For example, in my Gruntfile I have:
watch: {
coffee: {
files: ['src/**/*.coffee'],
tasks: ['coffee:build']
}
}
.. pretty standard. Now, if I create a new directory under src/, I can see the message ">> File 'src/x' added." where "x" is the new empty directory. That is followed by Grunt running my "coffee:build" task.. however, it shouldn't actually run that task because that doesn't match the pattern of *.coffee ... this is a definite problem in the pattern matching that is probably throwing things off as well.
I think it should actually do nothing when a new directory is added, other then perhaps add it to the list of directories to watch because of the ** match, and once it see's a .coffee file that matches the full pattern, then run the associated tasks.
Btw, I found another bug while I was fiddling around.
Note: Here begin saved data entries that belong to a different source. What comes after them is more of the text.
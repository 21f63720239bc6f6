/// Implements [`Animable`] on a type that stores its template animations in a
/// `BTreeMap<String, Animation>` field.
///
/// If the field parameter is omitted then the field name defaults to `animations`.
///
/// # Examples
///
/// ```rust
/// #[macro_use]
/// extern crate castor3d;
///
/// use std::collections::BTreeMap;
/// use castor3d::animation::{Animable, Animation};
///
/// struct Prop {
///     clips: BTreeMap<String, Animation>,
/// }
/// animable!(Prop::clips);
///
/// # fn main() {
/// let mut prop = Prop { clips: BTreeMap::new() };
/// prop.create_animation("spin");
/// assert!(prop.animation("spin").is_some());
/// # }
/// ```
///
/// [`Animable`]: animation/trait.Animable.html
#[macro_export]
macro_rules! animable {
    ($($name:ident),*) => {
        animable!($($name::animations),*);
    };
    ($($name:ident::$field:ident),*) => {
        $(
            impl $crate::animation::Animable for $name {
                fn animations(&self) -> &::std::collections::BTreeMap<String, $crate::animation::Animation> {
                    &self.$field
                }

                fn animations_mut(&mut self) -> &mut ::std::collections::BTreeMap<String, $crate::animation::Animation> {
                    &mut self.$field
                }
            }
        )*
    };
}
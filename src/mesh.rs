//! Meshes, submeshes and their bounding volumes.

use std::collections::BTreeMap;
use std::rc::Rc;

use arrayvec::ArrayVec;
use cgmath::{EuclideanSpace, MetricSpace, Point3};
use mint;

use animation::Animation;
use skeleton::{BoneId, Skeleton};

/// Maximum number of bones influencing one vertex.
pub const MAX_BONES_PER_VERTEX: usize = 4;

/// Bone influences of one vertex.
#[derive(Clone, Debug, Default, PartialEq)]
pub struct VertexBoneData {
    influences: ArrayVec<(BoneId, f32), MAX_BONES_PER_VERTEX>,
}

impl VertexBoneData {
    /// Creates a vertex influenced by no bone.
    pub fn new() -> Self {
        VertexBoneData::default()
    }

    /// Adds an influence. Returns `false` and drops it if the vertex
    /// already has [`MAX_BONES_PER_VERTEX`](constant.MAX_BONES_PER_VERTEX.html) of them.
    pub fn add(
        &mut self,
        bone: BoneId,
        weight: f32,
    ) -> bool {
        match self.influences.try_push((bone, weight)) {
            Ok(()) => true,
            Err(_) => {
                warn!("Vertex already has {} bone influences, dropping bone {}",
                    MAX_BONES_PER_VERTEX, bone.index());
                false
            }
        }
    }

    /// The `(bone, weight)` influences.
    pub fn influences(&self) -> &[(BoneId, f32)] {
        &self.influences
    }
}

/// Axis-aligned bounding box.
#[derive(Clone, Copy, Debug, PartialEq)]
pub struct BoundingBox {
    /// Minimum corner.
    pub min: mint::Point3<f32>,
    /// Maximum corner.
    pub max: mint::Point3<f32>,
}

impl BoundingBox {
    fn from_points<'a, I>(points: I) -> Option<Self>
    where
        I: IntoIterator<Item = &'a mint::Point3<f32>>,
    {
        let mut iter = points.into_iter();
        let first = *iter.next()?;
        Some(iter.fold(
            BoundingBox { min: first, max: first },
            |bbox, p| bbox.union(&BoundingBox { min: *p, max: *p }),
        ))
    }

    /// Smallest box holding both boxes.
    pub fn union(
        &self,
        other: &BoundingBox,
    ) -> BoundingBox {
        BoundingBox {
            min: mint::Point3 {
                x: self.min.x.min(other.min.x),
                y: self.min.y.min(other.min.y),
                z: self.min.z.min(other.min.z),
            },
            max: mint::Point3 {
                x: self.max.x.max(other.max.x),
                y: self.max.y.max(other.max.y),
                z: self.max.z.max(other.max.z),
            },
        }
    }

    /// Centre of the box.
    pub fn center(&self) -> mint::Point3<f32> {
        Point3::from(self.min).midpoint(Point3::from(self.max)).into()
    }
}

/// Bounding sphere centred on the bounding box.
#[derive(Clone, Copy, Debug, PartialEq)]
pub struct BoundingSphere {
    /// Centre.
    pub center: mint::Point3<f32>,
    /// Radius.
    pub radius: f32,
}

/// A part of a [`Mesh`](struct.Mesh.html) drawn in one call.
#[derive(Clone, Debug, Default)]
pub struct Submesh {
    /// Vertex positions.
    pub vertices: Vec<mint::Point3<f32>>,
    /// Triangles, as indices into `vertices`.
    pub faces: Vec<[u32; 3]>,
    /// Per-vertex bone influences, empty for rigid submeshes.
    pub bones: Vec<VertexBoneData>,
    bounding_box: Option<BoundingBox>,
    bounding_sphere: Option<BoundingSphere>,
}

impl Submesh {
    /// Computes the bounding volumes from the vertices.
    pub fn compute_containers(&mut self) {
        self.bounding_box = BoundingBox::from_points(&self.vertices);
        self.bounding_sphere = self.bounding_box.map(|bbox| {
            let center = Point3::from(bbox.center());
            let radius = self
                .vertices
                .iter()
                .map(|&v| center.distance(Point3::from(v)))
                .fold(0.0, f32::max);
            BoundingSphere {
                center: center.into(),
                radius,
            }
        });
    }

    /// Bounding box computed by the last `compute_containers` call.
    pub fn bounding_box(&self) -> Option<BoundingBox> {
        self.bounding_box
    }

    /// Bounding sphere computed by the last `compute_containers` call.
    pub fn bounding_sphere(&self) -> Option<BoundingSphere> {
        self.bounding_sphere
    }

    /// Returns `true` if at least one vertex is influenced by a bone.
    pub fn is_skinned(&self) -> bool {
        self.bones.iter().any(|data| !data.influences().is_empty())
    }
}

/// Receives the submeshes to upload.
///
/// This is the only contact between the mesh data and a rendering backend.
pub trait SubmeshRenderer {
    /// Generates and uploads the buffers of `submesh`.
    fn generate_buffers(
        &mut self,
        submesh: &Submesh,
    );
}

/// A set of submeshes, optionally skinned by a shared skeleton.
#[derive(Clone, Debug)]
pub struct Mesh {
    name: String,
    submeshes: Vec<Submesh>,
    skeleton: Option<Rc<Skeleton>>,
    animations: BTreeMap<String, Animation>,
}
animable!(Mesh);

impl Mesh {
    /// Creates an empty mesh.
    pub fn new(name: &str) -> Self {
        Mesh {
            name: name.to_string(),
            submeshes: Vec::new(),
            skeleton: None,
            animations: BTreeMap::new(),
        }
    }

    /// Name of the mesh.
    pub fn name(&self) -> &str {
        &self.name
    }

    /// Appends an empty submesh.
    pub fn create_submesh(&mut self) -> &mut Submesh {
        self.submeshes.push(Submesh::default());
        let last = self.submeshes.len() - 1;
        &mut self.submeshes[last]
    }

    /// The submeshes.
    pub fn submeshes(&self) -> &[Submesh] {
        &self.submeshes
    }

    /// Skeleton skinning this mesh.
    pub fn skeleton(&self) -> Option<&Rc<Skeleton>> {
        self.skeleton.as_ref()
    }

    /// Sets the skeleton skinning this mesh.
    pub fn set_skeleton(
        &mut self,
        skeleton: Rc<Skeleton>,
    ) {
        self.skeleton = Some(skeleton);
    }

    /// Computes the bounding volumes of every submesh.
    pub fn compute_containers(&mut self) {
        for submesh in &mut self.submeshes {
            submesh.compute_containers();
        }
    }

    /// Union of the submesh bounding boxes.
    pub fn bounding_box(&self) -> Option<BoundingBox> {
        self.submeshes
            .iter()
            .filter_map(Submesh::bounding_box)
            .fold(None, |acc: Option<BoundingBox>, bbox| match acc {
                Some(acc) => Some(acc.union(&bbox)),
                None => Some(bbox),
            })
    }

    /// Hands every submesh to `renderer`.
    pub fn generate_buffers<R: SubmeshRenderer>(
        &self,
        renderer: &mut R,
    ) {
        for submesh in &self.submeshes {
            renderer.generate_buffers(submesh);
        }
    }
}
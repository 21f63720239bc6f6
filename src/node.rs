use std::collections::BTreeMap;

use cgmath::{Matrix4, Quaternion, SquareMatrix, Vector3};
use mint;

use object::ObjectId;

/// Handle of a [`SceneNode`](struct.SceneNode.html) in its [`Scene`](struct.Scene.html).
///
/// Handles are never reused by a scene, even after the node is destroyed.
#[derive(Clone, Copy, Debug, Eq, Hash, Ord, PartialEq, PartialOrd)]
pub struct NodeId(pub(crate) usize);

bitflags! {
    pub(crate) struct NodeFlags: u8 {
        const LOCAL_DIRTY   = 1 << 0;
        const DERIVED_DIRTY = 1 << 1;
        const VISIBLE       = 1 << 2;
        const DISPLAYABLE   = 1 << 3;
    }
}

/// Node of the scene graph.
///
/// The local matrix is rebuilt from position, orientation and scale only
/// when they changed; the derived matrix only when the node or one of its
/// ancestors changed. Both are computed on request through the owning
/// [`Scene`](struct.Scene.html).
#[derive(Clone, Debug)]
pub struct SceneNode {
    pub(crate) name: String,
    pub(crate) position: Vector3<f32>,
    pub(crate) orientation: Quaternion<f32>,
    pub(crate) scale: Vector3<f32>,
    pub(crate) matrix: Matrix4<f32>,
    pub(crate) derived_matrix: Matrix4<f32>,
    pub(crate) flags: NodeFlags,
    pub(crate) parent: Option<NodeId>,
    pub(crate) children: BTreeMap<String, NodeId>,
    pub(crate) objects: BTreeMap<String, ObjectId>,
}

impl SceneNode {
    pub(crate) fn new(name: &str) -> Self {
        SceneNode {
            name: name.to_string(),
            position: Vector3::new(0.0, 0.0, 0.0),
            orientation: Quaternion::new(1.0, 0.0, 0.0, 0.0),
            scale: Vector3::new(1.0, 1.0, 1.0),
            matrix: Matrix4::identity(),
            derived_matrix: Matrix4::identity(),
            flags: NodeFlags::LOCAL_DIRTY | NodeFlags::DERIVED_DIRTY | NodeFlags::VISIBLE,
            parent: None,
            children: BTreeMap::new(),
            objects: BTreeMap::new(),
        }
    }

    /// Name of the node, unique in its scene.
    pub fn name(&self) -> &str {
        &self.name
    }

    /// Position relative to the parent.
    pub fn position(&self) -> Vector3<f32> {
        self.position
    }

    /// Orientation relative to the parent.
    pub fn orientation(&self) -> Quaternion<f32> {
        self.orientation
    }

    /// Scale relative to the parent.
    pub fn scale(&self) -> Vector3<f32> {
        self.scale
    }

    /// Parent node.
    pub fn parent(&self) -> Option<NodeId> {
        self.parent
    }

    /// Child nodes by name.
    pub fn children(&self) -> &BTreeMap<String, NodeId> {
        &self.children
    }

    /// Attached movable objects by name.
    pub fn objects(&self) -> &BTreeMap<String, ObjectId> {
        &self.objects
    }

    /// Invisible nodes are not rendered by cameras.
    pub fn is_visible(&self) -> bool {
        self.flags.contains(NodeFlags::VISIBLE)
    }

    /// `true` for the root and for nodes attached below a displayable node.
    pub fn is_displayable(&self) -> bool {
        self.flags.contains(NodeFlags::DISPLAYABLE)
    }

    /// `true` until the local matrix is rebuilt after a change.
    pub fn is_local_dirty(&self) -> bool {
        self.flags.contains(NodeFlags::LOCAL_DIRTY)
    }

    /// `true` until the derived matrix is rebuilt after a change of the
    /// node or of one of its ancestors.
    pub fn is_derived_dirty(&self) -> bool {
        self.flags.contains(NodeFlags::DERIVED_DIRTY)
    }

    pub(crate) fn local_matrix(&mut self) -> Matrix4<f32> {
        if self.flags.contains(NodeFlags::LOCAL_DIRTY) {
            self.matrix = Matrix4::from_translation(self.position)
                * Matrix4::from(self.orientation)
                * Matrix4::from_nonuniform_scale(self.scale.x, self.scale.y, self.scale.z);
            self.flags.remove(NodeFlags::LOCAL_DIRTY);
        }
        self.matrix
    }

    pub(crate) fn transform(&self) -> NodeTransform {
        NodeTransform::new(self.position, self.orientation, self.scale)
    }
}

/// Position, rotation and scale of a [`SceneNode`](struct.SceneNode.html).
#[derive(Clone, Copy, Debug, PartialEq)]
pub struct NodeTransform {
    /// Position.
    pub position: mint::Point3<f32>,
    /// Orientation.
    pub orientation: mint::Quaternion<f32>,
    /// Scale.
    pub scale: mint::Vector3<f32>,
}

impl NodeTransform {
    pub(crate) fn new(
        position: Vector3<f32>,
        orientation: Quaternion<f32>,
        scale: Vector3<f32>,
    ) -> Self {
        let pos: mint::Vector3<f32> = position.into();
        NodeTransform {
            position: pos.into(),
            orientation: orientation.into(),
            scale: scale.into(),
        }
    }
}

/// General information about a scene node.
#[derive(Clone, Debug)]
pub struct NodeInfo {
    /// Relative to parent transform.
    pub transform: NodeTransform,
    /// World transform (relative to the scene's root).
    pub world_transform: NodeTransform,
    /// Derived matrix.
    pub world_matrix: mint::ColumnMatrix4<f32>,
    /// Is the node visible by cameras or not?
    pub visible: bool,
    /// Is the node under the scene's root?
    pub displayable: bool,
}
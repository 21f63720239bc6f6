//! Scene graph registry.

use std::collections::{BTreeMap, HashMap};

use cgmath::{Matrix4, Quaternion, Rad, Rotation3, Vector3};
use mint;
use vec_map::VecMap;

use animation::{AnimatedObjectGroup, Animation, LocalPose, MovingKind, State};
use node::{NodeFlags, NodeId, NodeInfo, NodeTransform, SceneNode};
use object::{MovableObject, ObjectId, ObjectKind};

/// Name of the node every scene is rooted at.
pub const ROOT_NAME: &str = "RootNode";

/// Game scene: owns every node, movable object and animated object group.
///
/// Relationships between nodes and objects are stored as handles into the
/// scene, which is the only owner. Requests on unknown handles are ignored.
#[derive(Debug)]
pub struct Scene {
    name: String,
    root: NodeId,
    nodes: VecMap<SceneNode>,
    node_names: HashMap<String, NodeId>,
    objects: VecMap<MovableObject>,
    object_names: HashMap<String, ObjectId>,
    groups: BTreeMap<String, AnimatedObjectGroup>,
    next_node: usize,
    next_object: usize,
}
use node::NodeId;

/// Handle of a [`MovableObject`](struct.MovableObject.html) in its scene.
#[derive(Clone, Copy, Debug, Eq, Hash, Ord, PartialEq, PartialOrd)]
pub struct ObjectId(pub(crate) usize);

/// What a movable object stands for.
#[derive(Clone, Copy, Debug, Eq, Hash, PartialEq)]
pub enum ObjectKind {
    /// A placed mesh instance.
    Geometry,
    /// A camera.
    Camera,
    /// A light source.
    Light,
}

/// An entity that can be attached to a [`SceneNode`](struct.SceneNode.html).
///
/// The node doesn't own the object, it only keeps its handle. The object
/// keeps a back-reference to the node it is attached to.
#[derive(Clone, Debug, PartialEq)]
pub struct MovableObject {
    pub(crate) name: String,
    pub(crate) kind: ObjectKind,
    pub(crate) parent: Option<NodeId>,
}

impl MovableObject {
    /// Creates a detached object.
    pub fn new(
        name: &str,
        kind: ObjectKind,
    ) -> Self {
        MovableObject {
            name: name.to_string(),
            kind,
            parent: None,
        }
    }

    /// Name of the object, unique in its scene.
    pub fn name(&self) -> &str {
        &self.name
    }

    /// What the object stands for.
    pub fn kind(&self) -> ObjectKind {
        self.kind
    }

    /// Node this object is attached to.
    pub fn parent(&self) -> Option<NodeId> {
        self.parent
    }
}
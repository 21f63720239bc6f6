#![warn(missing_docs)]
//! Scene graph, skeleton and keyframe animation core of the Castor3D engine.
//!
//! ## Overview
//!
//! * A [`Scene`] owns every [`SceneNode`] and [`MovableObject`]. Nodes cache
//!   their local and world matrices and rebuild them lazily after a change.
//! * A [`Skeleton`] holds the bones of a [`Mesh`] in skinning order.
//! * The [`animation`] module plays keyframe animations over bones, movable
//!   objects and pivot nodes, per instance, in synchronized groups.
//!
//! ```rust
//! # extern crate castor3d;
//! # fn main() {
//! let mut scene = castor3d::Scene::new("demo");
//! let arm = scene.create_node("arm", None);
//! let hand = scene.create_node("hand", Some(arm));
//! scene.set_position(arm, [1.0, 0.0, 0.0]);
//! scene.set_position(hand, [0.0, 1.0, 0.0]);
//! let world = scene.derived_position(hand).unwrap();
//! assert_eq!((world.x, world.y, world.z), (1.0, 1.0, 0.0));
//! # }
//! ```
//!
//! [`Scene`]: struct.Scene.html
//! [`SceneNode`]: struct.SceneNode.html
//! [`MovableObject`]: struct.MovableObject.html
//! [`Skeleton`]: struct.Skeleton.html
//! [`Mesh`]: struct.Mesh.html
//! [`animation`]: animation/index.html

extern crate arrayvec;
#[macro_use]
extern crate bitflags;
extern crate cgmath;
extern crate itertools;
#[macro_use]
extern crate log;
extern crate mint;
#[macro_use]
extern crate quick_error;
extern crate vec_map;

#[macro_use]
mod macros;

pub mod animation;
mod geometry;
mod mesh;
mod node;
mod object;
mod scene;
mod skeleton;
mod timer;

pub use animation::{AnimatedObject, AnimatedObjectGroup, Animable, Animation, AnimationError};
pub use geometry::Geometry;
pub use mesh::{BoundingBox, BoundingSphere, Mesh, Submesh, SubmeshRenderer, VertexBoneData,
               MAX_BONES_PER_VERTEX};
pub use node::{NodeId, NodeInfo, NodeTransform, SceneNode};
pub use object::{MovableObject, ObjectId, ObjectKind};
pub use scene::{Scene, ROOT_NAME};
pub use skeleton::{Bone, BoneId, Skeleton};
pub use timer::{Timer, TimerDuration};

/// Position in 3D space.
pub type Position = cgmath::Point3<f32>;
/// Direction or displacement in 3D space.
pub type Vector = cgmath::Vector3<f32>;
/// Rotation in 3D space.
pub type Orientation = cgmath::Quaternion<f32>;
/// Affine transform.
pub type Matrix = cgmath::Matrix4<f32>;
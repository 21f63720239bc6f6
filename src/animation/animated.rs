use std::collections::BTreeMap;
use std::rc::{Rc, Weak};

use cgmath::{Matrix4, SquareMatrix};
use itertools::Itertools;

use super::{Animable, Animation, State};
use geometry::Geometry;
use mesh::Mesh;
use skeleton::Skeleton;

/// A playing instance of the animations of a geometry, mesh or skeleton.
///
/// Assigning a source instantiates private copies of its template
/// animations, then goes on with the sources below it: a geometry brings its
/// mesh, a mesh brings its skeleton. Animations found at several levels
/// under the same name are merged into one.
#[derive(Debug)]
pub struct AnimatedObject {
    name: String,
    geometry: Weak<Geometry>,
    mesh: Weak<Mesh>,
    skeleton: Weak<Skeleton>,
    animations: BTreeMap<String, Animation>,
}

impl AnimatedObject {
    /// Creates an object with no source and no animation.
    pub fn new(name: &str) -> Self {
        AnimatedObject {
            name: name.to_string(),
            geometry: Weak::new(),
            mesh: Weak::new(),
            skeleton: Weak::new(),
            animations: BTreeMap::new(),
        }
    }

    /// Name of the object.
    pub fn name(&self) -> &str {
        &self.name
    }

    /// Geometry the animations come from.
    pub fn geometry(&self) -> Option<Rc<Geometry>> {
        self.geometry.upgrade()
    }

    /// Mesh the animations come from.
    pub fn mesh(&self) -> Option<Rc<Mesh>> {
        self.mesh.upgrade()
    }

    /// Skeleton the animations come from.
    pub fn skeleton(&self) -> Option<Rc<Skeleton>> {
        self.skeleton.upgrade()
    }

    fn copy_animations(
        &mut self,
        source: &BTreeMap<String, Animation>,
        skeleton: Option<&Skeleton>,
    ) {
        if source.is_empty() {
            return;
        }
        for (name, template) in source {
            if let Some(existing) = self.animations.get_mut(name) {
                existing.merge(template, skeleton);
                continue;
            }
            self.animations
                .insert(name.clone(), template.instantiate(skeleton));
        }
        debug!("{:?} instantiated {}", self.name, source.keys().join(", "));
    }

    fn attach_skeleton(
        &mut self,
        skeleton: &Rc<Skeleton>,
    ) {
        self.skeleton = Rc::downgrade(skeleton);
        self.copy_animations(skeleton.animations(), Some(skeleton));
    }

    fn attach_mesh(
        &mut self,
        mesh: &Rc<Mesh>,
    ) {
        self.mesh = Rc::downgrade(mesh);
        let skeleton = mesh.skeleton();
        self.copy_animations(mesh.animations(), skeleton.map(|s| &**s));
        if let Some(skeleton) = skeleton {
            self.attach_skeleton(skeleton);
        }
    }

    /// Replaces all animations with the ones of `geometry`, its mesh and
    /// the mesh's skeleton.
    pub fn set_geometry(
        &mut self,
        geometry: &Rc<Geometry>,
    ) {
        self.animations.clear();
        self.geometry = Rc::downgrade(geometry);
        self.mesh = Weak::new();
        self.skeleton = Weak::new();

        let mesh = geometry.mesh();
        let skeleton = mesh.and_then(|mesh| mesh.skeleton());
        self.copy_animations(geometry.animations(), skeleton.map(|s| &**s));
        if let Some(mesh) = mesh {
            self.attach_mesh(mesh);
        }
    }

    /// Replaces all animations with the ones of `mesh` and its skeleton.
    ///
    /// The geometry reference is dropped.
    pub fn set_mesh(
        &mut self,
        mesh: &Rc<Mesh>,
    ) {
        self.animations.clear();
        self.geometry = Weak::new();
        self.skeleton = Weak::new();
        self.attach_mesh(mesh);
    }

    /// Replaces all animations with the ones of `skeleton`.
    ///
    /// The geometry and mesh references are dropped.
    pub fn set_skeleton(
        &mut self,
        skeleton: &Rc<Skeleton>,
    ) {
        self.animations.clear();
        self.geometry = Weak::new();
        self.mesh = Weak::new();
        self.attach_skeleton(skeleton);
    }

    /// Plays the animation called `name`, if any.
    pub fn start_animation(
        &mut self,
        name: &str,
    ) {
        if let Some(animation) = self.animations.get_mut(name) {
            animation.play();
        }
    }

    /// Stops the animation called `name`, if any.
    pub fn stop_animation(
        &mut self,
        name: &str,
    ) {
        if let Some(animation) = self.animations.get_mut(name) {
            animation.stop();
        }
    }

    /// Pauses the animation called `name`, if any.
    pub fn pause_animation(
        &mut self,
        name: &str,
    ) {
        if let Some(animation) = self.animations.get_mut(name) {
            animation.pause();
        }
    }

    /// Plays every animation.
    pub fn start_all_animations(&mut self) {
        for animation in self.animations.values_mut() {
            animation.play();
        }
    }

    /// Stops every animation.
    pub fn stop_all_animations(&mut self) {
        for animation in self.animations.values_mut() {
            animation.stop();
        }
    }

    /// Pauses every animation.
    pub fn pause_all_animations(&mut self) {
        for animation in self.animations.values_mut() {
            animation.pause();
        }
    }

    /// Returns the animation called `name`.
    pub fn animation(
        &self,
        name: &str,
    ) -> Option<&Animation> {
        self.animations.get(name)
    }

    /// Returns the animation called `name`.
    pub fn animation_mut(
        &mut self,
        name: &str,
    ) -> Option<&mut Animation> {
        self.animations.get_mut(name)
    }

    /// The instantiated animations, by name.
    pub fn animations(&self) -> &BTreeMap<String, Animation> {
        &self.animations
    }

    /// Number of instantiated animations.
    pub fn animation_count(&self) -> usize {
        self.animations.len()
    }

    /// Advances every animation that isn't stopped by `delta` seconds.
    pub fn update(
        &mut self,
        delta: f32,
    ) {
        for animation in self.animations.values_mut() {
            if animation.state() != State::Stopped {
                animation.update(delta);
            }
        }
    }

    /// Skinning matrix of every bone of the skeleton, in skinning order.
    ///
    /// A bone takes its matrix from the first running animation, by name,
    /// that drives it. Bones driven by none get the identity.
    pub fn skinning_matrices(&self) -> Vec<Matrix4<f32>> {
        let skeleton = match self.skeleton.upgrade() {
            Some(skeleton) => skeleton,
            None => return Vec::new(),
        };
        skeleton
            .bones()
            .iter()
            .map(|bone| {
                self.animations
                    .values()
                    .filter(|animation| animation.state() != State::Stopped)
                    .filter_map(|animation| {
                        animation
                            .moving_object_for_bone(bone)
                            .and_then(|id| animation.moving_object(id))
                            .and_then(|object| object.bone_transformation())
                    })
                    .next()
                    .unwrap_or_else(Matrix4::identity)
            })
            .collect()
    }
}

#[cfg(test)]
mod tests {
    use super::*;
    use cgmath::Vector3;

    fn rig() -> Rc<Mesh> {
        let mut skeleton = Skeleton::new();
        let hip = skeleton.add_bone("hip", Matrix4::identity());
        let knee = skeleton.add_bone("knee", Matrix4::identity());
        skeleton.add_child(hip, knee);

        let mut walk = Animation::new("walk");
        let moving = walk.add_moving_bone(&skeleton, knee).unwrap();
        *walk
            .moving_object_mut(moving)
            .unwrap()
            .add_translate_key_frame(1.0) = Vector3::new(0.0, 1.0, 0.0);
        skeleton.add_animation(walk);
        skeleton.create_animation("idle");

        let mut mesh = Mesh::new("legs");
        mesh.set_skeleton(Rc::new(skeleton));
        mesh.create_animation("walk");
        Rc::new(mesh)
    }

    #[test]
    fn set_mesh_cascades_to_skeleton() {
        let mesh = rig();
        let mut object = AnimatedObject::new("walker");
        object.set_mesh(&mesh);

        assert!(object.mesh().is_some());
        assert!(object.skeleton().is_some());
        assert_eq!(object.animation_count(), 2);
        assert_eq!(object.animation("walk").unwrap().moving_objects_count(), 1);
    }

    #[test]
    fn set_skeleton_drops_the_mesh() {
        let mesh = rig();
        let mut object = AnimatedObject::new("walker");
        object.set_mesh(&mesh);
        let skeleton = mesh.skeleton().unwrap().clone();
        object.set_skeleton(&skeleton);

        assert!(object.mesh().is_none());
        assert!(object.skeleton().is_some());
        assert_eq!(object.animation_count(), 2);
    }

    #[test]
    fn set_geometry_cascades_to_mesh() {
        let mesh = rig();
        let mut geometry = Geometry::new("walker", Some(mesh));
        geometry.create_animation("wave");
        let geometry = Rc::new(geometry);

        let mut object = AnimatedObject::new("walker");
        object.set_geometry(&geometry);
        assert_eq!(object.animations().keys().collect::<Vec<_>>(), vec!["idle", "walk", "wave"]);
        assert!(object.geometry().is_some());
    }

    #[test]
    fn unknown_names_are_ignored() {
        let mut object = AnimatedObject::new("walker");
        object.set_mesh(&rig());
        object.start_animation("jump");
        object.pause_animation("jump");
        object.stop_animation("jump");
        assert!(object
            .animations()
            .values()
            .all(|animation| animation.state() == State::Stopped));
    }

    #[test]
    fn skinning_uses_running_animations() {
        let mesh = rig();
        let mut object = AnimatedObject::new("walker");
        object.set_mesh(&mesh);

        assert_eq!(object.skinning_matrices(), vec![Matrix4::identity(); 2]);
        object.start_animation("walk");
        object.update(0.5);
        let matrices = object.skinning_matrices();
        assert_eq!(matrices[0], Matrix4::identity());
        assert_eq!(matrices[1], Matrix4::from_translation(Vector3::new(0.0, 1.0, 0.0)));
    }
}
When deleting an entire subfolder that contains watched files, the "watch" task completely misses that the folder and its files were deleted and doesn't even send the "deleted" target to grunt.event.on("watch",..). But, if you delete each watched file in a subfolder individually, it will send the "deleted" event for each file properly, as well execute the associated tasks.
@pkieltyka Hey man,
Yeah, I did test it.
In addition to modifying the mkdirThenAddFile nodeunit test (part of the https://github.com/shama/gaze repo), I also created a sample script that listens to a events on a folder named /test. I ran the sample script, then created a folder, then created a .js file within that folder, and finally observed that a file added event was triggered.
If you want to give that sample script a shot,
-
git clone [email protected]:brett-shwom/gaze.git -
git checkout track-file-additions-in-newly-created-folders -
npm install - place the below code in [your-file-name].js
- ensure that the line
require('../lib/gaze')is pointing to the gaze script in my branch -
mkdir [wherever you want]/test - ensure that the line
gaze('test/**/*.js',is pointing to [wherever you want]/test -
node [your-file-name].js -
mkdir [wherever you want]/test/a -
touch [wherever you want]/test/a/r.js - observe [wherever you want]/test/a/r.js was added
var gaze = require('../lib/gaze');
// Watch all .js files/dirs in process.cwd()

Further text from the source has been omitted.